One Thousand Microbial Genomes

GenBank, the central public database for genomic information, just completed its thousandth microbial genome. An interesting Nature News article discusses how this isn’t nearly enough for many evolutionary scientists and microbiologists. According to one scientist: “There have been four billion years of evolution and we can really benefit from having some of that information in our databases.”
There are a few interesting projects going on now to try and sample more of that diversity, including:
- The Human Microbiome Project, which aims to sequence and characterize all of the bacteria living in or on the human body.
- The Beijing Genomics Institute’s Ten Thousand Microbial Genomes Project, which aims to sequence, you guessed it, ten thousand strains of bacteria, archaea, fungi, algae, and viruses from many different environments in China.
- The DOE Joint Genome Institute ambitious plan to sequence all 15,000 known bacterial strains that can survive in the laboratory.
- The BioWeatherMap Initiative which hopes to use a crowd-sourced approach to collecting and sequencing environmental samples from all over, in order to understand the distribution and spread of bacteria and viruses in our world.
- Not for microbes, but an interesting project nonetheless, the Personal Genome Project aims to sequence the genomes of thousands of individual people, in order to improve sequencing technology and better understand how our genetic code affects our health.
What will all of this information be used for? From Nature News:
All these new genomes should improve researchers’ understanding of the evolution, physiology and metabolic capacity of microbes, says Eisen. They will also help match DNA sequences to their proper species from large-scale, high-throughput metagenomic studies from environmental samples, and ultimately contribute in the fields of synthetic biology and genetic engineering.
In synthetic biology, we use genomic information as a starting off point for the design of new biological pathways, and more genomic data tied to more evolutionary, metabolic, and biochemical information will vastly improve our ability to design new systems. Using gene synthesis technology, we can make genes that come from any organism, even those that cannot be cultured in the lab, and express it in an organism that is easy and safe to work with in the lab, like E. coli. We can thus pick and choose genes out of the genomic data from multiple organisms in order to design a pathway the way we want.

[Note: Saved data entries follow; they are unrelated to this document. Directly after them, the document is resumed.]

//! Server configuration.
//!
//! Configuration is layered:
//! - Built-in defaults
//! - TOML configuration file (first found, or `--config <path>`)
//! - Environment variables (`HUDDLE_*`, nested keys joined with `__`)

use anyhow::{ensure, Context, Result};
use serde::{Deserialize, Serialize};
use std::net::SocketAddr;
use std::path::{Path, PathBuf};
use std::time::Duration;

/// Files searched, in order, when no path is given.
const CONFIG_PATHS: [&str; 3] = [
    "huddle.toml",
    "/etc/huddle/huddle.toml",
    "~/.config/huddle/huddle.toml",
];

/// Server configuration.
#[derive(Debug, Clone, Serialize, Deserialize)]
pub struct Config {
    /// Host to bind to.
    #[serde(default = "default_host")]
    pub host: String,

    /// Port to listen on.
    #[serde(default = "default_port")]
    pub port: u16,

    /// Transport configuration.
    #[serde(default)]
    pub transport: TransportConfig,

    /// Resource limits.
    #[serde(default)]
    pub limits: LimitsConfig,

    /// Heartbeat configuration.
    #[serde(default)]
    pub heartbeat: HeartbeatConfig,

    /// Event delivery configuration.
    #[serde(default)]
    pub delivery: DeliveryConfig,

    /// Presence configuration.
    #[serde(default)]
    pub presence: PresenceConfig,

    /// Metrics configuration.
    #[serde(default)]
    pub metrics: MetricsConfig,
}

/// Transport configuration.
#[derive(Debug, Clone, Serialize, Deserialize)]
pub struct TransportConfig {
    /// Path for WebSocket endpoint.
    #[serde(default = "default_ws_path")]
    pub websocket_path: String,
}

/// Resource limits configuration.
#[derive(Debug, Clone, Serialize, Deserialize)]
pub struct LimitsConfig {
    /// Maximum number of concurrent connections.
    #[serde(default = "default_max_connections")]
    pub max_connections: usize,

    /// Maximum room subscriptions per connection.
    #[serde(default = "default_max_subscriptions")]
    pub max_subscriptions_per_connection: usize,

    /// Maximum inbound WebSocket message size in bytes.
    #[serde(default = "default_max_message_size")]
    pub max_message_size: usize,

    /// Events buffered per room for slow subscribers.
    #[serde(default = "default_topic_capacity")]
    pub topic_capacity: usize,
}

/// Heartbeat configuration.
#[derive(Debug, Clone, Serialize, Deserialize)]
pub struct HeartbeatConfig {
    /// Heartbeat interval in milliseconds, advertised to clients.
    #[serde(default = "default_heartbeat_interval")]
    pub interval_ms: u64,
}

/// Event delivery configuration.
#[derive(Debug, Clone, Serialize, Deserialize)]
pub struct DeliveryConfig {
    /// Time allowed for a single broadcast, in milliseconds.
    #[serde(default = "default_delivery_timeout")]
    pub timeout_ms: u64,
}

/// Presence configuration.
#[derive(Debug, Clone, Serialize, Deserialize)]
pub struct PresenceConfig {
    /// Issue the outstanding leaves of a connection when it drops.
    #[serde(default = "default_true")]
    pub leave_on_disconnect: bool,
}

/// Metrics configuration.
#[derive(Debug, Clone, Serialize, Deserialize)]
pub struct MetricsConfig {
    /// Enable metrics export.
    #[serde(default = "default_true")]
    pub enabled: bool,

    /// Metrics port.
    #[serde(default = "default_metrics_port")]
    pub port: u16,
}

// Default value functions
fn default_host() -> String {
    "127.0.0.1".to_string()
}

fn default_port() -> u16 {
    8080
}

fn default_true() -> bool {
    true
}

fn default_ws_path() -> String {
    "/ws".to_string()
}

fn default_max_connections() -> usize {
    100_000
}

fn default_max_subscriptions() -> usize {
    100
}

fn default_max_message_size() -> usize {
    64 * 1024 // 64 KB
}

fn default_topic_capacity() -> usize {
    1024
}

fn default_heartbeat_interval() -> u64 {
    30_000 // 30 seconds
}

fn default_delivery_timeout() -> u64 {
    5_000
}

fn default_metrics_port() -> u16 {
    9090
}

impl Default for Config {
    fn default() -> Self {
        Self {
            host: default_host(),
            port: default_port(),
            transport: TransportConfig::default(),
            limits: LimitsConfig::default(),
            heartbeat: HeartbeatConfig::default(),
            delivery: DeliveryConfig::default(),
            presence: PresenceConfig::default(),
            metrics: MetricsConfig::default(),
        }
    }
}

impl Default for TransportConfig {
    fn default() -> Self {
        Self {
            websocket_path: default_ws_path(),
        }
    }
}

impl Default for LimitsConfig {
    fn default() -> Self {
        Self {
            max_connections: default_max_connections(),
            max_subscriptions_per_connection: default_max_subscriptions(),
            max_message_size: default_max_message_size(),
            topic_capacity: default_topic_capacity(),
        }
    }
}

impl Default for HeartbeatConfig {
    fn default() -> Self {
        Self {
            interval_ms: default_heartbeat_interval(),
        }
    }
}

impl Default for DeliveryConfig {
    fn default() -> Self {
        Self {
            timeout_ms: default_delivery_timeout(),
        }
    }
}

impl Default for PresenceConfig {
    fn default() -> Self {
        Self {
            leave_on_disconnect: true,
        }
    }
}

impl Default for MetricsConfig {
    fn default() -> Self {
        Self {
            enabled: true,
            port: default_metrics_port(),
        }
    }
}

impl Config {
    /// Load configuration from the first config file found, then apply
    /// environment overrides.
    ///
    /// # Errors
    ///
    /// Returns an error if a config file exists but cannot be parsed, or an
    /// environment override has the wrong type.
    pub fn load() -> Result<Self> {
        Self::load_from(Self::find_file().as_deref())
    }

    /// Load configuration from `path` (if any), then apply environment
    /// overrides.
    ///
    /// # Errors
    ///
    /// Returns an error if the file cannot be read or parsed.
    pub fn load_from(path: Option<&Path>) -> Result<Self> {
        let mut builder = config::Config::builder();

        if let Some(path) = path {
            builder = builder
                .add_source(config::File::from(path).format(config::FileFormat::Toml));
        }

        let layered = builder
            .add_source(
                config::Environment::with_prefix("HUDDLE")
                    .prefix_separator("_")
                    .separator("__")
                    .try_parsing(true),
            )
            .build()
            .with_context(|| match path {
                Some(path) => format!("Failed to load config file: {}", path.display()),
                None => "Failed to load configuration".to_string(),
            })?;

        let config: Self = layered
            .try_deserialize()
            .context("Invalid configuration values")?;
        config.validate()?;
        Ok(config)
    }

    /// Reject values the server cannot run with.
    ///
    /// # Errors
    ///
    /// Returns an error naming the first offending setting.
    pub fn validate(&self) -> Result<()> {
        ensure!(
            self.limits.topic_capacity > 0,
            "limits.topic_capacity must be at least 1"
        );
        ensure!(
            self.limits.max_connections > 0,
            "limits.max_connections must be at least 1"
        );
        Ok(())
    }

    /// First existing file among the default config locations.
    fn find_file() -> Option<PathBuf> {
        CONFIG_PATHS
            .iter()
            .map(|path| PathBuf::from(shellexpand::tilde(path).as_ref()))
            .find(|path| path.exists())
    }

    /// Render the effective configuration as TOML.
    ///
    /// # Errors
    ///
    /// Returns an error if serialization fails.
    pub fn to_toml(&self) -> Result<String> {
        toml::to_string_pretty(self).context("Failed to render configuration")
    }

    /// Get the socket address to bind to.
    ///
    /// # Errors
    ///
    /// Returns an error if host and port do not form a socket address.
    pub fn bind_addr(&self) -> Result<SocketAddr> {
        format!("{}:{}", self.host, self.port)
            .parse()
            .with_context(|| format!("Invalid listen address {}:{}", self.host, self.port))
    }

    /// Heartbeat interval as sent in the `connected` frame, saturating at
    /// `u32::MAX` milliseconds.
    #[must_use]
    pub fn advertised_heartbeat_ms(&self) -> u32 {
        u32::try_from(self.heartbeat.interval_ms).unwrap_or(u32::MAX)
    }

    /// Broadcast timeout as a duration.
    #[must_use]
    pub fn delivery_timeout(&self) -> Duration {
        Duration::from_millis(self.delivery.timeout_ms)
    }
}

#[cfg(test)]
mod tests {
    use super::*;
    use std::sync::{Mutex, MutexGuard};

    /// Held by every test that loads through the environment layer.
    static ENV_LOCK: Mutex<()> = Mutex::new(());

    fn env_lock() -> MutexGuard<'static, ()> {
        ENV_LOCK.lock().unwrap_or_else(|poisoned| poisoned.into_inner())
    }

    #[test]
    fn test_default_config() {
        let config = Config::default();
        assert_eq!(config.port, 8080);
        assert_eq!(config.transport.websocket_path, "/ws");
        assert!(config.presence.leave_on_disconnect);
        assert_eq!(config.delivery_timeout(), Duration::from_secs(5));
    }

    #[test]
    fn test_config_bind_addr() {
        let config = Config::default();
        assert_eq!(config.bind_addr().unwrap().port(), 8080);

        let bad = Config {
            host: "not a host".into(),
            ..Config::default()
        };
        assert!(bad.bind_addr().is_err());
    }

    #[test]
    fn test_config_from_toml() {
        let toml_str = r#"
            host = "0.0.0.0"
            port = 9000

            [limits]
            max_subscriptions_per_connection = 8

            [presence]
            leave_on_disconnect = false
        "#;

        let config: Config = toml::from_str(toml_str).unwrap();
        assert_eq!(config.host, "0.0.0.0");
        assert_eq!(config.port, 9000);
        assert_eq!(config.limits.max_subscriptions_per_connection, 8);
        assert_eq!(config.limits.max_message_size, 64 * 1024);
        assert!(!config.presence.leave_on_disconnect);
    }

    #[test]
    fn test_load_from_file() {
        let _env = env_lock();
        let path = std::env::temp_dir().join(format!("huddle-config-{}.toml", std::process::id()));
        std::fs::write(&path, "port = 7001\n[delivery]\ntimeout_ms = 250\n").unwrap();

        let config = Config::load_from(Some(&path)).unwrap();
        std::fs::remove_file(&path).unwrap();

        assert_eq!(config.port, 7001);
        assert_eq!(config.delivery_timeout(), Duration::from_millis(250));
        assert_eq!(config.metrics.port, 9090);
    }

    #[test]
    fn test_load_from_missing_file() {
        let _env = env_lock();
        let path = Path::new("/definitely/not/here/huddle.toml");
        assert!(Config::load_from(Some(path)).is_err());
    }

    #[test]
    fn test_zero_topic_capacity_rejected() {
        let _env = env_lock();
        let path = std::env::temp_dir().join(format!(
            "huddle-config-zero-{}.toml",
            std::process::id()
        ));
        std::fs::write(&path, "[limits]\ntopic_capacity = 0\n").unwrap();

        let result = Config::load_from(Some(&path));
        std::fs::remove_file(&path).unwrap();

        let err = result.unwrap_err();
        assert!(err.to_string().contains("topic_capacity"));
    }

    #[test]
    fn test_validate() {
        assert!(Config::default().validate().is_ok());

        let mut config = Config::default();
        config.limits.max_connections = 0;
        assert!(config.validate().is_err());
    }

    #[test]
    fn test_environment_overrides() {
        let _env = env_lock();
        std::env::set_var("HUDDLE_PORT", "7444");
        std::env::set_var("HUDDLE_LIMITS__MAX_SUBSCRIPTIONS_PER_CONNECTION", "3");
        std::env::set_var("HUDDLE_PRESENCE__LEAVE_ON_DISCONNECT", "false");

        let result = Config::load_from(None);

        std::env::remove_var("HUDDLE_PORT");
        std::env::remove_var("HUDDLE_LIMITS__MAX_SUBSCRIPTIONS_PER_CONNECTION");
        std::env::remove_var("HUDDLE_PRESENCE__LEAVE_ON_DISCONNECT");

        let config = result.unwrap();
        assert_eq!(config.port, 7444);
        assert_eq!(config.limits.max_subscriptions_per_connection, 3);
        assert!(!config.presence.leave_on_disconnect);
        assert_eq!(config.limits.topic_capacity, 1024);
    }

    #[test]
    fn test_advertised_heartbeat_saturates() {
        let mut config = Config::default();
        assert_eq!(config.advertised_heartbeat_ms(), 30_000);

        config.heartbeat.interval_ms = u64::from(u32::MAX) + 10;
        assert_eq!(config.advertised_heartbeat_ms(), u32::MAX);
    }

    #[test]
    fn test_to_toml_roundtrip() {
        let rendered = Config::default().to_toml().unwrap();
        let parsed: Config = toml::from_str(&rendered).unwrap();
        assert_eq!(parsed.port, 8080);
        assert_eq!(parsed.limits.topic_capacity, 1024);
    }
}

Most of the time, however, we can’t really tell how the genes will work together from only the sequence information. We can identify genes that do the same thing in different species, but which one will work the best in our chosen strain? At this point, the best way to know is still trial-and-error. A great recent paper by Travis Bayer from Chris Voigt’s lab used just such an approach to find which of 89 enzymes was the best at producing methyl halides (an important precursor for the production of fuels and other valuable chemicals) in E. coli. They started by mining the database of sequenced genomes for enzymes that matched known methyl halide thransferases, synthesizing the genes of a large representative set, and then testing all of them until they found the best. This kind of large-scale synthetic approach, in conjunction with more and better genomic data and bioinformatics tools, will be vital to the ability of synthetic biology to achieve its goals.